In “Cheap” she analyzes the reasons behind America’s obsession with low prices and its negative effects, which include over-consumption, rising debt, stagnating incomes, the decline of flourishing industries as well as craftsmanship. Although the author only focuses on the US this eye-opening study can also be applied to other countries.
As the middle class continues to shrink worldwide, consumer society has become bipolar. A minority can splash out $3,000 for a designer handbag while the majority struggles with the rising cost of staple food.
Luxury items can sell for more than 13 times their production price. Expensive prices give brands their value, yet few people can resist paying a low price for a designer item.
Retailers also never reveal their markups, which are viewed as trade secrets. Most of us in fact, ignore what goes into a price and are easily fooled by discounted goods. Yet there was a time when people knew the craftsmanship that went into a particular object. Useful things like cooking pots, kitchen utensils and furniture were handmade by local craftsmen and sold at a price agreeable to both parties. The customer paid the right price for an item designed to last.
The concept of luring consumers with the promise of low prices began during the 19th century in Europe and America.
Entrepreneurs such as Wanamaker and Woolworth in the US offered low quality merchandise cheaply with the customer’s approval. The hidden cost came in the form of low wages.
“We must have cheap labor or we cannot sell cheap goods. When a clerk gets so good she can earn better wages elsewhere, let her go,” F.W. Woolworth said.
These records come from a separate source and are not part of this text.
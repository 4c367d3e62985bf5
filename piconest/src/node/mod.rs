// SPDX-License-Identifier: Apache-2.0

//! The region tree produced by [`parse`](crate::parse).

use alloc::string::String;
use alloc::vec::Vec;

use crate::shared::Span;
use crate::token::PairId;

mod display;
mod traverse;

pub use display::TreeDisplay;
pub use traverse::{Descendants, Find, Segment, Segments};

/// What delimited a node
#[derive(Debug, Clone, Copy, PartialEq, Eq, Hash)]
pub enum NodeKind {
    /// The whole input.
    Root,
    /// A region opened and closed by the delimiters of a registered pair.
    Region(PairId),
}

impl NodeKind {
    pub fn pair(self) -> Option<PairId> {
        match self {
            NodeKind::Root => None,
            NodeKind::Region(pair) => Some(pair),
        }
    }
}

/// A node of the region tree.
///
/// Children are owned exclusively by their parent and kept in document order.
/// Spans are byte offsets into the text the tree was parsed from; pass that same
/// text to the methods taking an `input`.
#[derive(Debug, Clone, PartialEq, Eq)]
pub struct Node {
    kind: NodeKind,
    /// Delimiters included
    span: Span,
    /// Between the delimiters
    inner: Span,
    content: String,
    children: Vec<Node>,
}

impl Node {
    pub(crate) fn new(kind: NodeKind, span: Span, inner: Span) -> Self {
        Node {
            kind,
            span,
            inner,
            content: String::new(),
            children: Vec::new(),
        }
    }

    /// Fixes up the end offsets once the closing delimiter is known
    pub(crate) fn close(&mut self, close_delimiter: Span) {
        self.inner.end = close_delimiter.start;
        self.span.end = close_delimiter.end;
    }

    pub(crate) fn push_content(&mut self, text: &str) {
        self.content.push_str(text);
    }

    pub(crate) fn push_child(&mut self, child: Node) {
        self.children.push(child);
    }

    pub fn kind(&self) -> NodeKind {
        self.kind
    }

    /// The pair that delimits this node, `None` for the root.
    pub fn pair(&self) -> Option<PairId> {
        self.kind.pair()
    }

    pub fn is_root(&self) -> bool {
        self.kind == NodeKind::Root
    }

    /// True if this node is a region of `pair`.
    pub fn is_pair(&self, pair: PairId) -> bool {
        self.kind == NodeKind::Region(pair)
    }

    /// Span covering the delimiters and everything between them.
    pub fn span(&self) -> Span {
        self.span
    }

    /// Span strictly between the opening and closing delimiters.
    pub fn inner_span(&self) -> Span {
        self.inner
    }

    /// Text that belongs to this node and to none of its descendants.
    ///
    /// The gaps between children are concatenated in document order; ignore
    /// spans are included verbatim, delimiters and all.
    pub fn content(&self) -> &str {
        &self.content
    }

    /// Direct children in document order.
    pub fn children(&self) -> &[Node] {
        &self.children
    }

    /// Number of direct children.
    pub fn len(&self) -> usize {
        self.children.len()
    }

    pub fn is_empty(&self) -> bool {
        self.children.is_empty()
    }

    /// The exact text this node was parsed from, delimiters included.
    ///
    /// Returns an empty string if `input` is not the text the tree was parsed from
    /// and the span does not fit it.
    pub fn text<'i>(&self, input: &'i str) -> &'i str {
        input.get(self.span.range()).unwrap_or_default()
    }

    /// The text between the delimiters.
    pub fn inner_text<'i>(&self, input: &'i str) -> &'i str {
        input.get(self.inner.range()).unwrap_or_default()
    }

    pub fn open_delimiter<'i>(&self, input: &'i str) -> &'i str {
        input
            .get(self.span.start..self.inner.start)
            .unwrap_or_default()
    }

    pub fn close_delimiter<'i>(&self, input: &'i str) -> &'i str {
        input.get(self.inner.end..self.span.end).unwrap_or_default()
    }

    /// Pre-order iterator over this node and all of its descendants.
    ///
    /// Every call starts a fresh traversal.
    pub fn descendants(&self) -> Descendants<'_> {
        Descendants::new(self)
    }

    /// Nodes of this subtree, this node included, for which `predicate` holds.
    pub fn find<P>(&self, predicate: P) -> Find<'_, P>
    where
        P: FnMut(&Node) -> bool,
    {
        Find::new(self.descendants(), predicate)
    }

    /// Regions of `pair` anywhere in this subtree.
    pub fn find_pair(&self, pair: PairId) -> Find<'_, impl FnMut(&Node) -> bool> {
        self.find(move |node| node.is_pair(pair))
    }

    /// The inner text split into literal gaps and children, in document order.
    pub fn segments(&self) -> Segments<'_> {
        Segments::new(self)
    }

    /// Rebuilds the node's text from its delimiters, literal gaps and children.
    ///
    /// For a tree parsed from `input` this equals [`Node::text`].
    pub fn rebuild(&self, input: &str) -> String {
        self.fold_outward(input, |node, inner| {
            let mut out = String::with_capacity(node.span.len());
            out.push_str(node.open_delimiter(input));
            out.push_str(&inner);
            out.push_str(node.close_delimiter(input));
            out
        })
    }

    /// Rewrites the tree innermost-first.
    ///
    /// Each region's inner text, with every child region replaced by that child's
    /// result, is passed to `f`; the value returned replaces the region,
    /// delimiters included. The root is processed last and its result returned.
    ///
    /// Delimiters never reach `f`: a child's open and close tokens are dropped
    /// along with the rest of the child's text when its result is spliced in.
    /// This also holds for multi-character delimiters and for delimiter text
    /// that `f` itself produces, which is kept as is.
    ///
    /// # Example
    /// ```
    /// use piconest::{parse, Registry};
    /// let registry = Registry::builder().pair("paren", "(", ")").build().unwrap();
    /// let input = "1 + (2 * (3 - 4))";
    /// let root = parse(input, &registry).unwrap();
    /// let out = root.apply_outward(input, |text| format!("<{text}>"));
    /// assert_eq!(out, "<1 + <2 * <3 - 4>>>");
    /// ```
    pub fn apply_outward<F>(&self, input: &str, mut f: F) -> String
    where
        F: FnMut(&str) -> String,
    {
        self.fold_outward(input, |_, inner| f(&inner))
    }

    /// Post-order fold over the subtree without recursion.
    ///
    /// `finish` receives a node and its inner text with every child already
    /// replaced by the child's own result.
    fn fold_outward<F>(&self, input: &str, mut finish: F) -> String
    where
        F: FnMut(&Node, String) -> String,
    {
        struct Frame<'n> {
            node: &'n Node,
            segments: Segments<'n>,
            acc: String,
        }
        impl<'n> Frame<'n> {
            fn new(node: &'n Node) -> Self {
                Frame {
                    node,
                    segments: node.segments(),
                    acc: String::new(),
                }
            }
        }

        let mut stack = alloc::vec![Frame::new(self)];
        loop {
            let Some(top) = stack.last_mut() else {
                return String::new();
            };
            match top.segments.next() {
                Some(Segment::Text(span)) => {
                    top.acc.push_str(input.get(span.range()).unwrap_or_default());
                }
                Some(Segment::Node(child)) => stack.push(Frame::new(child)),
                None => {
                    let Some(done) = stack.pop() else {
                        return String::new();
                    };
                    let out = finish(done.node, done.acc);
                    match stack.last_mut() {
                        Some(parent) => parent.acc.push_str(&out),
                        None => return out,
                    }
                }
            }
        }
    }

    /// A [`Display`](core::fmt::Display) adapter printing the tree one node per
    /// line, indented by depth, labelled with pair names from `registry`.
    pub fn display<'a>(
        &'a self,
        input: &'a str,
        registry: &'a crate::Registry,
    ) -> TreeDisplay<'a> {
        TreeDisplay::new(self, input, registry)
    }
}

impl core::ops::Index<usize> for Node {
    type Output = Node;

    fn index(&self, index: usize) -> &Node {
        &self.children[index]
    }
}

impl<'a> IntoIterator for &'a Node {
    type Item = &'a Node;
    type IntoIter = core::slice::Iter<'a, Node>;

    fn into_iter(self) -> Self::IntoIter {
        self.children.iter()
    }
}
Mass production flooded the markets with affordable and disposable consumer goods. Although discounting was increasingly used to convince consumers to buy, it was television advertising that truly created the desire for material goods like a nice house, car, home appliances and even exotic trips.
The Americans’ craving for whatever money could buy knew no boundaries but their monthly wages could no longer cover the cost of constant purchases.
“Third-party universal credit cards, introduced in 1949, would in 10 years time enable the conversion of frugal America to a nation in debt,” explains Shell. To afford unnecessary luxuries, families shopped at discount stores so they could save on essential commodities such as clothes, toiletries, hardware and food. In 1962, Fortune magazine ran a series of articles on the disturbing influence of the discount sector. One immediate effect was the fact it was putting scores of small retailers out of business.
Another effect concerns craftsmanship.
“As shoes and electronics and furniture become disposable, there is no need for craftsmen to craft or repair them. And as craftsmen become increasingly scarce, true craftsmanship becomes more expensive and rarefied, something for the wealthy but not for the rest of us. The combination of quality and value, once available to the many, is now affordable only to the few. For the rest of us, there is ‘design’,” says Shell.
This enthralling study is written at a time when capitalism and globalization are being blamed for the recent financial crisis. The IMF’s chief economist, Olivier Blanchard, acknowledges that the world was close to a catastrophe. Using cutting-edge technology with cheap labor has affected middle-class workers and their employers in America, Europe and Latin America.
This book’s message is clear. A world with cheap food, fuel, credit and labor is not sustainable. A global economy driven by a “more and more for less and less” attitude is not secure. We need to learn how to live in a world where natural resources are limited. We must not only produce and consume differently but also implement the 3R strategy: reduce, reuse, and recycle. We must realize that our purchases have consequences and that we as consumers have the power to change our society and the world.
“We can demand to know the true costs of what we buy ... we can enforce sustainability, minimize disposability, and insist on transparency. We can rekindle our acquaintance with craftsmanship. We can choose to buy or not, choose to bargain or not,” says Shell. Most of all, we need to stop thinking that hoarding material goods is an end in itself and pass that message to younger generations. In quite a few countries, children born in the 1990s are predicted to do less well than their parents. In these troubled times, Shell’s book helps us understand the global effects of buying cheap. It also shows that the ultimate power lies with the consumer.